NICHCY Disability Fact Sheet 16 (FS16)
Updated March 2012, Links checked April 2013
In This Publication…
The word “deaf-blindness” may seem as if a person cannot hear or see at all. The term actually describes a person who has some degree of loss in both vision and hearing. The amount of loss in either vision or hearing will vary from person to person.
Our nation’s special education law, the IDEA, defines “deaf-blindness” as:
…concomitant [simultaneous] hearing and visual impairments, the combination of which causes such severe communication and other developmental and educational needs that they cannot be accommodated in special education programs solely for children with deafness or children with blindness. [§300.8(c)(2)]
The National Consortium on Deaf-Blindness observes that the “key feature of deaf-blindness is that the combination of losses limits access to auditory and visual information.”  This can severely limit an individual’s natural opportunities to learn and communicate with others.

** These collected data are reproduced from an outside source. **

//! Storage module for persisting books and run history
//!
//! This module handles all persistence for Bookhound, including:
//! - SQLite database initialization and schema management
//! - Insert-if-absent book storage keyed by the normalized dedup key
//! - Run tracking (start, final counters, stop reason)
//! - The `DedupGate` that turns store results into save verdicts

mod gate;
mod memory;
mod schema;
mod sqlite;
mod traits;

pub use gate::{DedupGate, SaveVerdict};
pub use memory::MemoryBookStore;
pub use sqlite::SqliteBookStore;
pub use traits::{BookStore, InsertOutcome, StorageError, StorageResult};

use crate::config::StoreConfig;
use std::path::Path;
use std::sync::Arc;

/// Opens the SQLite book store at `path`
///
/// # Arguments
///
/// * `path` - Path to the SQLite database file
///
/// # Returns
///
/// * `Ok(SqliteBookStore)` - Successfully opened store
/// * `Err(StorageError)` - Failed to open or initialize the database
pub fn open_storage(path: &Path) -> StorageResult<SqliteBookStore> {
    SqliteBookStore::new(path)
}

/// Builds the dedup gate for a run from the store settings
///
/// A disabled store yields an in-memory store. A store that fails to open
/// yields an unavailable gate: the run still proceeds, but every save fails.
pub fn open_gate(config: &StoreConfig) -> DedupGate {
    if !config.enabled {
        tracing::info!("Persistence disabled; de-duplicating in memory only");
        return DedupGate::new(Arc::new(MemoryBookStore::new()));
    }

    match open_storage(Path::new(&config.database_path)) {
        Ok(store) => DedupGate::new(Arc::new(store)),
        Err(e) => {
            tracing::warn!(
                "Book store {} unavailable, saves will fail: {}",
                config.database_path,
                e
            );
            DedupGate::unavailable()
        }
    }
}

/// Parameters recorded when a run starts
#[derive(Debug, Clone)]
pub struct NewRun {
    pub keyword: String,
    pub target: u64,
    pub config_hash: String,
}

/// Final state recorded when a run finishes
#[derive(Debug, Clone)]
pub struct RunOutcome {
    pub status: RunStatus,
    pub stop_reason: Option<String>,
    pub crawled: u64,
    pub saved: u64,
    pub duplicates: u64,
    pub skipped: u64,
    pub failed: u64,
}

/// Represents an orchestration run in the store
#[derive(Debug, Clone)]
pub struct RunRecord {
    pub id: i64,
    pub keyword: String,
    pub target: u64,
    pub config_hash: String,
    pub status: RunStatus,
    pub stop_reason: Option<String>,
    pub started_at: String,
    pub finished_at: Option<String>,
    pub total_crawled: u64,
    pub total_saved: u64,
    pub total_duplicates: u64,
    pub total_skipped: u64,
    pub total_failed: u64,
}

/// Status of a run
#[derive(Debug, Clone, Copy, PartialEq, Eq)]
pub enum RunStatus {
    Running,
    Completed,
    Failed,
}

impl RunStatus {
    pub fn to_db_string(&self) -> &'static str {
        match self {
            Self::Running => "running",
            Self::Completed => "completed",
            Self::Failed => "failed",
        }
    }

    pub fn from_db_string(s: &str) -> Option<Self> {
        match s {
            "running" => Some(Self::Running),
            "completed" => Some(Self::Completed),
            "failed" => Some(Self::Failed),
            _ => None,
        }
    }
}
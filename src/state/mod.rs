//! State module for tracking run progress
//!
//! # Components
//!
//! - `RunPhase`: lifecycle of a run (idle, running, draining, finished)
//! - `StopReason`: why a run stopped accepting work
//! - `RunState`: the shared quota and stop controller consulted by every worker

mod run_phase;
mod run_state;

// Re-export main types
pub use run_phase::{RunPhase, StopReason};
pub use run_state::{RunCounters, RunState};
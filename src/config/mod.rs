//! Configuration module for Bookhound
//!
//! This module handles loading, parsing, and validating TOML configuration files.
//!
//! # Example
//!
//! ```no_run
//! use bookhound::config::load_config;
//! use std::path::Path;
//!
//! let config = load_config(Path::new("bookhound.toml")).unwrap();
//! println!("Workers per run: {}", config.crawler.concurrency);
//! ```

mod parser;
mod types;
mod validation;

// Re-export types
pub use types::{Config, CrawlerConfig, FetchConfig, SourceConfig, StoreConfig};

// Re-export parser functions
pub use parser::{compute_config_hash, load_config, load_config_with_hash};
pub use validation::{validate, MAX_CONCURRENCY};
pub(crate) use validation::validate_proxy;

Finding Help for Children with Deaf-Blindness
Very young children (birth up to age 3) who are deaf-blind are typically eligible for early intervention services under the Infants and Toddlers with Disabilities program of IDEA (also called Part C). These services are extremely important to children with deaf-blindness and their families, for the services are designed to address the child’s developmental and learning needs. Parents are involved in deciding what services their child and family need to address the challenges of deaf-blindness. Services are either provided free of charge to families or on a sliding cost scale based on the family’s income.
To find the early intervention program in your area, ask your pediatrician, get in touch with the pediatric unit of a nearby hospital, or take a look at NICHCY’s State Resource Sheet for your state. We list the central contact for the early intervention system in every state. This office can put you in touch with a program near you.
When children with deaf-blindness reach the age of 3, they transition into special education services under Part B of IDEA. Special education services are provided free through the public school system. Even if a child with deaf-blindness is not in school yet (for example, a four-year-old), the school system is still responsible for making sure that special education and related services are available to the child. Because deaf-blindness causes severe communication and other developmental and educational needs, it’s very important for children with deaf-blindness to receive special education and related services to address their individual needs. You can find out more about these services and how to access them by contacting the local elementary school in your area.
Rather than duplicate the excellent work of others, NICHCY is pleased to connect you with an array of information and assistance already available on deaf-blindness. What’s listed below is not exhaustive, but will certainly lead you to the founts of experience and knowledge that will be very helpful in addressing the challenges associated with deaf-blindness.
We’ve divided the resource section into several parts to speed you to information relevant to your concerns. Browse all the resources or jump to the type of resources you’re looking for.
- About deaf-blindness
- Finding services in your state
- The experts on deaf-blindness
- In children’s early years
- School matters
- Transition to adulthood for youth who are deaf-blind
- For administrators
- In Spanish
FAQs about deaf-blindness.
Overview of deaf-blindness.
Children who are deaf-blind.
Information about deaf-blindness. Personal insights and information from an individual with deaf-blindness.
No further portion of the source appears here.